Linen fabric (Coptic Period) on display at the Rosicrucian Egyptian Museum. Photo: BrokenSphere / Wikimedia Commons (CC BY-SA 3.0)
Linen is produced from the bast fibers of the flax plant (Linum usitatissimum). These fibers are composed primarily of cellulose, a polysaccharide that has a well-documented affinity for water. When a linen fabric is submerged or wetted, the cellulose molecules along the fiber surface absorb water molecules through hydrogen bonding, causing the fiber to increase in cross-sectional diameter — a process referred to as transversal swelling.
This behavior distinguishes linen from most synthetic fibers, which do not absorb moisture into their molecular structure and therefore do not swell. It also differs from cotton in degree: linen fibers tend to swell more markedly in diameter relative to their length, a ratio that has measurable effects on fabric behavior during and after washing.
The Mechanics of Cellulose Hydration
Flax bast fibers are organized in bundles of individual cells, each with a thick secondary cell wall. The cellulose within this wall is arranged in a highly crystalline form — more so than cotton — which means water can access only the amorphous regions between crystalline zones. This limited access partly explains why linen can absorb substantial moisture without immediately feeling wet to the touch.
As water enters the amorphous cellulose regions, the polymer chains are pushed apart by hydration shells around the absorbed water molecules. The result is an increase in fiber diameter of roughly 15–20% in dry-to-saturated conditions, while fiber length changes only marginally — typically less than 2%.
This asymmetric swelling — predominantly transversal rather than longitudinal — is central to understanding why wet linen handles differently than dry linen: it is dimensionally stable in length but becomes noticeably thicker and stiffer in weave while saturated.
Effects on Weave Structure
In a plain-weave or twill-weave linen fabric, the transversal swelling of individual fibers causes adjacent yarns to press more tightly against one another. This temporarily closes the interstices — the small gaps — between warp and weft threads. A fabric that is relatively open and permeable when dry may become noticeably denser when wet.
This tightening has practical consequences:
- Stains set into a tightly swollen weave are more difficult to dislodge through agitation alone, which is why pre-soaking in cool water before applying any cleaning agent is generally more effective than immediate hot washing.
- Hand-mending or darning on damp linen is sometimes used to take advantage of the tighter weave — threads can be pulled to a consistent tension more easily. However, mending must be completed before drying, as the weave relaxes as moisture releases.
- Ironing linen while it is slightly damp allows the steam and pressure to work with the swollen fibers, producing a smoother result than ironing fully dry fabric.
Water Temperature and Swelling Rate
Cold water (below 20°C) causes slower and less complete hydration of linen cellulose compared to warm water. In practical terms, a linen item soaked in cold water for several minutes will not have reached equilibrium swelling, while the same item in water at 40°C reaches near-maximum swelling considerably faster.
This difference is relevant when considering shrinkage. Shrinkage in linen occurs primarily at the first few washes when relaxation of spinning and weaving tensions takes place, not from swelling itself. However, the combination of heat and swelling under tension — such as when a tight-fitting linen item is washed at high temperature and tumble-dried — can cause irreversible dimensional change.
Canadian Climate and Laundering Timing
In Canada, average cold tap water temperatures vary substantially by season and region. In southern Ontario, cold tap water in January can fall below 8°C, while in summer the same tap may deliver water above 18°C. Prairie provinces tend to have colder groundwater year-round due to deeper aquifer temperatures. British Columbia coastal areas often have milder groundwater temperatures throughout the year.
These differences are practical: a linen item washed in cold Canadian winter tap water absorbs moisture more slowly and may require a longer soak time to achieve the fiber saturation needed for effective cleaning.
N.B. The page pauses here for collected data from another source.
//! Assessment draft - the record under edit.

use serde::{Deserialize, Serialize};
use crate::field::{Field, FieldKind, FieldValue};
use crate::id::MemberId;

/// The in-progress, unsubmitted assessment record.
///
/// Ordinal inputs are kept as raw integers: an out-of-range entry is stored
/// as typed so that validation can report it back against the field.
#[derive(Debug, Clone, PartialEq, Eq, Serialize, Deserialize)]
#[serde(rename_all = "camelCase")]
pub struct AssessmentDraft {
    /// Member being assessed
    pub member_id: MemberId,

    /// Gender
    #[serde(default)]
    pub gender: Option<Gender>,

    /// Year of birth
    #[serde(default)]
    pub birth_year: Option<i64>,

    /// Mobility (1 independent, 2 partial assistance, 3 full assistance)
    #[serde(default)]
    pub mobility_level: Option<i64>,

    /// Eating
    #[serde(default)]
    pub eating_level: Option<i64>,

    /// Toileting
    #[serde(default)]
    pub toilet_level: Option<i64>,

    /// Communication
    #[serde(default)]
    pub communication_level: Option<i64>,

    /// Long-term-care-insurance grade (1..=8), absent when not yet graded
    #[serde(default)]
    pub ltci_grade: Option<i64>,

    /// Current care arrangement
    #[serde(default)]
    pub care_target_status: Option<CareTargetStatus>,

    /// Meal form
    #[serde(default)]
    pub meal_type: Option<MealType>,

    /// Known diseases, free text
    #[serde(default)]
    pub disease_types: Option<String>,

    /// Notes
    #[serde(default)]
    pub notes: Option<String>,

    /// Person filling in the assessment
    #[serde(default)]
    pub assessor_name: Option<String>,

    /// Relation of the assessor to the member
    #[serde(default)]
    pub assessor_relation: Option<String>,
}

impl AssessmentDraft {
    /// Create an empty draft for a member.
    pub fn new(member_id: MemberId) -> Self {
        Self {
            member_id,
            gender: None,
            birth_year: None,
            mobility_level: None,
            eating_level: None,
            toilet_level: None,
            communication_level: None,
            ltci_grade: None,
            care_target_status: None,
            meal_type: None,
            disease_types: None,
            notes: None,
            assessor_name: None,
            assessor_relation: None,
        }
    }

    /// Read a field as a [`FieldValue`].
    pub fn get(&self, field: Field) -> FieldValue {
        let int = |v: Option<i64>| v.map(FieldValue::Integer).unwrap_or(FieldValue::Empty);
        let text = |v: &Option<String>| {
            v.clone().map(FieldValue::Text).unwrap_or(FieldValue::Empty)
        };

        match field {
            Field::Gender => self.gender.map(FieldValue::Gender).unwrap_or(FieldValue::Empty),
            Field::BirthYear => int(self.birth_year),
            Field::MobilityLevel => int(self.mobility_level),
            Field::EatingLevel => int(self.eating_level),
            Field::ToiletLevel => int(self.toilet_level),
            Field::CommunicationLevel => int(self.communication_level),
            Field::LtciGrade => int(self.ltci_grade),
            Field::CareTargetStatus => self
                .care_target_status
                .map(FieldValue::CareTarget)
                .unwrap_or(FieldValue::Empty),
            Field::MealType => self.meal_type.map(FieldValue::Meal).unwrap_or(FieldValue::Empty),
            Field::DiseaseTypes => text(&self.disease_types),
            Field::Notes => text(&self.notes),
            Field::AssessorName => text(&self.assessor_name),
            Field::AssessorRelation => text(&self.assessor_relation),
        }
    }

    /// Write a field.
    ///
    /// `FieldValue::Empty` always clears. A value of the wrong kind leaves the
    /// draft untouched and returns the kind the field expects.
    pub fn set(&mut self, field: Field, value: FieldValue) -> Result<(), FieldKind> {
        let expected = field.kind();
        if !value.fits(expected) {
            return Err(expected);
        }

        match (field, value) {
            (Field::Gender, v) => self.gender = v.into_gender(),
            (Field::BirthYear, v) => self.birth_year = v.into_integer(),
            (Field::MobilityLevel, v) => self.mobility_level = v.into_integer(),
            (Field::EatingLevel, v) => self.eating_level = v.into_integer(),
            (Field::ToiletLevel, v) => self.toilet_level = v.into_integer(),
            (Field::CommunicationLevel, v) => self.communication_level = v.into_integer(),
            (Field::LtciGrade, v) => self.ltci_grade = v.into_integer(),
            (Field::CareTargetStatus, v) => self.care_target_status = v.into_care_target(),
            (Field::MealType, v) => self.meal_type = v.into_meal(),
            (Field::DiseaseTypes, v) => self.disease_types = v.into_text(),
            (Field::Notes, v) => self.notes = v.into_text(),
            (Field::AssessorName, v) => self.assessor_name = v.into_text(),
            (Field::AssessorRelation, v) => self.assessor_relation = v.into_text(),
        }
        Ok(())
    }

    /// Whether a field holds a value. Blank free text counts as absent.
    pub fn is_present(&self, field: Field) -> bool {
        self.get(field).is_present()
    }
}

/// Gender as recorded on the assessment.
#[derive(Debug, Clone, Copy, PartialEq, Eq, Hash, Serialize, Deserialize)]
pub enum Gender {
    /// Male
    M,
    /// Female
    F,
}

impl std::str::FromStr for Gender {
    type Err = String;

    fn from_str(s: &str) -> Result<Self, Self::Err> {
        match s.trim().to_ascii_uppercase().as_str() {
            "M" | "MALE" => Ok(Gender::M),
            "F" | "FEMALE" => Ok(Gender::F),
            other => Err(format!("unknown gender: {}", other)),
        }
    }
}

/// Current care arrangement of the member.
#[derive(Debug, Clone, Copy, PartialEq, Eq, Hash, Serialize, Deserialize)]
#[serde(rename_all = "snake_case")]
pub enum CareTargetStatus {
    /// Cared for at home
    Home,
    /// Already in a care facility
    Facility,
    /// Currently hospitalised
    Hospital,
    /// Not decided yet
    Undecided,
}

impl std::str::FromStr for CareTargetStatus {
    type Err = String;

    fn from_str(s: &str) -> Result<Self, Self::Err> {
        match s.trim().to_ascii_lowercase().as_str() {
            "home" => Ok(Self::Home),
            "facility" => Ok(Self::Facility),
            "hospital" => Ok(Self::Hospital),
            "undecided" => Ok(Self::Undecided),
            other => Err(format!("unknown care target status: {}", other)),
        }
    }
}

/// Meal form the member can take.
#[derive(Debug, Clone, Copy, PartialEq, Eq, Hash, Serialize, Deserialize)]
#[serde(rename_all = "snake_case")]
pub enum MealType {
    /// Regular diet
    Regular,
    /// Soft food
    Soft,
    /// Minced food
    Minced,
    /// Liquid diet
    Liquid,
    /// Tube feeding
    Tube,
}

impl std::str::FromStr for MealType {
    type Err = String;

    fn from_str(s: &str) -> Result<Self, Self::Err> {
        match s.trim().to_ascii_lowercase().as_str() {
            "regular" => Ok(Self::Regular),
            "soft" => Ok(Self::Soft),
            "minced" => Ok(Self::Minced),
            "liquid" => Ok(Self::Liquid),
            "tube" => Ok(Self::Tube),
            other => Err(format!("unknown meal type: {}", other)),
        }
    }
}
Adjusting wash cycle duration or using a brief warm rinse before the main cold cycle can compensate.
Drying and Fiber Return
As linen dries, water molecules desorb from the cellulose, the fiber diameter contracts, and the weave structure relaxes to approximately its pre-wet state. This process is not perfectly reversible: repeated wet/dry cycles gradually affect fiber length distribution in a yarn, contributing to the softening of linen fabric over time with regular laundering.
The rate of desorption — how quickly moisture leaves the fiber — depends on ambient humidity and airflow. In high-humidity environments, equilibrium moisture content remains elevated even in ostensibly "dry" fabric. This is particularly relevant for outdoor line-drying in humid regions of Canada, addressed in a separate article on line-drying and humidity effects.
References
- Morton, W.E. & Hearle, J.W.S. (2008). Physical Properties of Textile Fibres (4th ed.). Woodhead Publishing.
- Franck, R.R. (ed.) (2005). Bast and Other Plant Fibres. Woodhead Publishing.
- Lewin, M. & Pearce, E.M. (eds.) (1998). Handbook of Fiber Chemistry (2nd ed.). Marcel Dekker.